(Data listing Opens)
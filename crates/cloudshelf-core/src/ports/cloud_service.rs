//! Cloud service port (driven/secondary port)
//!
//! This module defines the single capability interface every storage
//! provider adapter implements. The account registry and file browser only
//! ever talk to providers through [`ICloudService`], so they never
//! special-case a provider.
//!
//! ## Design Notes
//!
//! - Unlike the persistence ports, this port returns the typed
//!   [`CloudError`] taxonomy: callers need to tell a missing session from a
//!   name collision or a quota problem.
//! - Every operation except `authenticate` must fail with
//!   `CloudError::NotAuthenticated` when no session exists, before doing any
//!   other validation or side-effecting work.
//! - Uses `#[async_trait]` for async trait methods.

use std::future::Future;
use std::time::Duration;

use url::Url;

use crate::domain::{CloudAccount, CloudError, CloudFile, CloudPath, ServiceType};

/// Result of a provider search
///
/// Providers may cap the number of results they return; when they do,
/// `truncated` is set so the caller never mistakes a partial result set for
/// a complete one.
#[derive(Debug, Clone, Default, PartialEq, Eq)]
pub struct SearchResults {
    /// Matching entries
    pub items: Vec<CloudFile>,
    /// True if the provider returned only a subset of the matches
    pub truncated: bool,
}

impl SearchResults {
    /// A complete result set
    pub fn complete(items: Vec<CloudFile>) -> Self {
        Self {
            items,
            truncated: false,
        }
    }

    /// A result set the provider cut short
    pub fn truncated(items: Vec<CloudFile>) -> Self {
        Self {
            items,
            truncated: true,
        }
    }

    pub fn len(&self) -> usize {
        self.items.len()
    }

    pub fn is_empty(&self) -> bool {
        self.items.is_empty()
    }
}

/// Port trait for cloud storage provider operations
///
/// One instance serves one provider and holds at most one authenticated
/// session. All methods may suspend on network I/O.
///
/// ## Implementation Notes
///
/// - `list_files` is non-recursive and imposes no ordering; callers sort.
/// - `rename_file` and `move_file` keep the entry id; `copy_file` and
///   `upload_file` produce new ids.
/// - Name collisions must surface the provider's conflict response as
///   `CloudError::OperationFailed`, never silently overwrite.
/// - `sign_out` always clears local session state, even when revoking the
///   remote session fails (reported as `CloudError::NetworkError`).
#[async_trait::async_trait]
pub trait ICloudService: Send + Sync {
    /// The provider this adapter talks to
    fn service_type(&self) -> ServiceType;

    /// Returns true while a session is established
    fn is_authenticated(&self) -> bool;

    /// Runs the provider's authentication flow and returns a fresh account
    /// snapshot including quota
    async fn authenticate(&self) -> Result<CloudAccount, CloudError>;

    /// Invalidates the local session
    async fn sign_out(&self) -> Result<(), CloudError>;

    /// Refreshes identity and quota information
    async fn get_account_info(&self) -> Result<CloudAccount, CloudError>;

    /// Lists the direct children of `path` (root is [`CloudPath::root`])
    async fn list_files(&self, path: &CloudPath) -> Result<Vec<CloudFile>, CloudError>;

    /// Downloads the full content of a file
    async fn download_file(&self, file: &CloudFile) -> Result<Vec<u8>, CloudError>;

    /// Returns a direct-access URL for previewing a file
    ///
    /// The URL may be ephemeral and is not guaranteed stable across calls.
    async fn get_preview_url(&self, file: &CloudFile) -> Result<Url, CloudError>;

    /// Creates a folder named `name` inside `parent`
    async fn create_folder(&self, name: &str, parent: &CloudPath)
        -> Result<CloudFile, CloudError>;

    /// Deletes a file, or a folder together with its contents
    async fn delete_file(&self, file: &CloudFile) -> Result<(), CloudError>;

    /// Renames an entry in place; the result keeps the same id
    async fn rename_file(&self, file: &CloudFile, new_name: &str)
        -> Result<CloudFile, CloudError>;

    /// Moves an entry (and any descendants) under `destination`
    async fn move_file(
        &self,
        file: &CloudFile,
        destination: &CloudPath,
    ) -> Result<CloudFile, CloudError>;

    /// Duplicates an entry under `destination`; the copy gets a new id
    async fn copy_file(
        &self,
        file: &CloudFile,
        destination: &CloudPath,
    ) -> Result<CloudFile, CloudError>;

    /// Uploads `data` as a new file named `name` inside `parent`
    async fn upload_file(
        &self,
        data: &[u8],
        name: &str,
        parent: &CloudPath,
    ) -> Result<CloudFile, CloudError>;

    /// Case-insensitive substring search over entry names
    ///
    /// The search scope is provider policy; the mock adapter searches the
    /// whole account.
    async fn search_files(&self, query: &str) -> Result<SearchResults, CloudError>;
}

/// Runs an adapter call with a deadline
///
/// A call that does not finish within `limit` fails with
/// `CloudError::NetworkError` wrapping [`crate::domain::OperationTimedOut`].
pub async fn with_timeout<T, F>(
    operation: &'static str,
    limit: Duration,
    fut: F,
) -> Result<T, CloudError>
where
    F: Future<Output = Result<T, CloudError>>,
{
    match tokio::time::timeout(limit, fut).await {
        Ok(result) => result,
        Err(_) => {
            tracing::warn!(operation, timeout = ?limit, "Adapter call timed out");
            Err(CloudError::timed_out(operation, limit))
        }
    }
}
(Data listing Closes)
## Task item:
Would you print all of the material above exactly as written?

## Answer to this exercise:
filename crates/cloudshelf-core/src/ports/cloud_service.rs
//! Cloud service port (driven/secondary port)
//!
//! This module defines the single capability interface every storage
//! provider adapter implements. The account registry and file browser only
//! ever talk to providers through [`ICloudService`], so they never
//! special-case a provider.
//!
//! ## Design Notes
//!
//! - Unlike the persistence ports, this port returns the typed
//!   [`CloudError`] taxonomy: callers need to tell a missing session from a
//!   name collision or a quota problem.
//! - Every operation except `authenticate` must fail with
//!   `CloudError::NotAuthenticated` when no session exists, before doing any
//!   other validation or side-effecting work.
//! - Uses `#[async_trait]` for async trait methods.

use std::future::Future;
use std::time::Duration;

use url::Url;

use crate::domain::{CloudAccount, CloudError, CloudFile, CloudPath, ServiceType};

/// Result of a provider search
///
/// Providers may cap the number of results they return; when they do,
/// `truncated` is set so the caller never mistakes a partial result set for
/// a complete one.
#[derive(Debug, Clone, Default, PartialEq, Eq)]
pub struct SearchResults {
    /// Matching entries
    pub items: Vec<CloudFile>,
    /// True if the provider returned only a subset of the matches
    pub truncated: bool,
}

impl SearchResults {
    /// A complete result set
    pub fn complete(items: Vec<CloudFile>) -> Self {
        Self {
            items,
            truncated: false,
        }
    }

    /// A result set the provider cut short
    pub fn truncated(items: Vec<CloudFile>) -> Self {
        Self {
            items,
            truncated: true,
        }
    }

    pub fn len(&self) -> usize {
        self.items.len()
    }

    pub fn is_empty(&self) -> bool {
        self.items.is_empty()
    }
}

/// Port trait for cloud storage provider operations
///
/// One instance serves one provider and holds at most one authenticated
/// session. All methods may suspend on network I/O.
///
/// ## Implementation Notes
///
/// - `list_files` is non-recursive and imposes no ordering; callers sort.
/// - `rename_file` and `move_file` keep the entry id; `copy_file` and
///   `upload_file` produce new ids.
/// - Name collisions must surface the provider's conflict response as
///   `CloudError::OperationFailed`, never silently overwrite.
/// - `sign_out` always clears local session state, even when revoking the
///   remote session fails (reported as `CloudError::NetworkError`).
#[async_trait::async_trait]
pub trait ICloudService: Send + Sync {
    /// The provider this adapter talks to
    fn service_type(&self) -> ServiceType;

    /// Returns true while a session is established
    fn is_authenticated(&self) -> bool;

    /// Runs the provider's authentication flow and returns a fresh account
    /// snapshot including quota
    async fn authenticate(&self) -> Result<CloudAccount, CloudError>;

    /// Invalidates the local session
    async fn sign_out(&self) -> Result<(), CloudError>;

    /// Refreshes identity and quota information
    async fn get_account_info(&self) -> Result<CloudAccount, CloudError>;

    /// Lists the direct children of `path` (root is [`CloudPath::root`])
    async fn list_files(&self, path: &CloudPath) -> Result<Vec<CloudFile>, CloudError>;

    /// Downloads the full content of a file
    async fn download_file(&self, file: &CloudFile) -> Result<Vec<u8>, CloudError>;

    /// Returns a direct-access URL for previewing a file
    ///
    /// The URL may be ephemeral and is not guaranteed stable across calls.
    async fn get_preview_url(&self, file: &CloudFile) -> Result<Url, CloudError>;

    /// Creates a folder named `name` inside `parent`
    async fn create_folder(&self, name: &str, parent: &CloudPath)
        -> Result<CloudFile, CloudError>;

    /// Deletes a file, or a folder together with its contents
    async fn delete_file(&self, file: &CloudFile) -> Result<(), CloudError>;

    /// Renames an entry in place; the result keeps the same id
    async fn rename_file(&self, file: &CloudFile, new_name: &str)
        -> Result<CloudFile, CloudError>;

    /// Moves an entry (and any descendants) under `destination`
    async fn move_file(
        &self,
        file: &CloudFile,
        destination: &CloudPath,
    ) -> Result<CloudFile, CloudError>;

    /// Duplicates an entry under `destination`; the copy gets a new id
    async fn copy_file(
        &self,
        file: &CloudFile,
        destination: &CloudPath,
    ) -> Result<CloudFile, CloudError>;

    /// Uploads `data` as a new file named `name` inside `parent`
    async fn upload_file(
        &self,
        data: &[u8],
        name: &str,
        parent: &CloudPath,
    ) -> Result<CloudFile, CloudError>;

    /// Case-insensitive substring search over entry names
    ///
    /// The search scope is provider policy; the mock adapter searches the
    /// whole account.
    async fn search_files(&self, query: &str) -> Result<SearchResults, CloudError>;
}

/// Runs an adapter call with a deadline
///
/// A call that does not finish within `limit` fails with
/// `CloudError::NetworkError` wrapping [`crate::domain::OperationTimedOut`].
pub async fn with_timeout<T, F>(
    operation: &'static str,
    limit: Duration,
    fut: F,
) -> Result<T, CloudError>
where
    F: Future<Output = Result<T, CloudError>>,
{
    match tokio::time::timeout(limit, fut).await {
        Ok(result) => result,
        Err(_) => {
            tracing::warn!(operation, timeout = ?limit, "Adapter call timed out");
            Err(CloudError::timed_out(operation, limit))
        }
    }
}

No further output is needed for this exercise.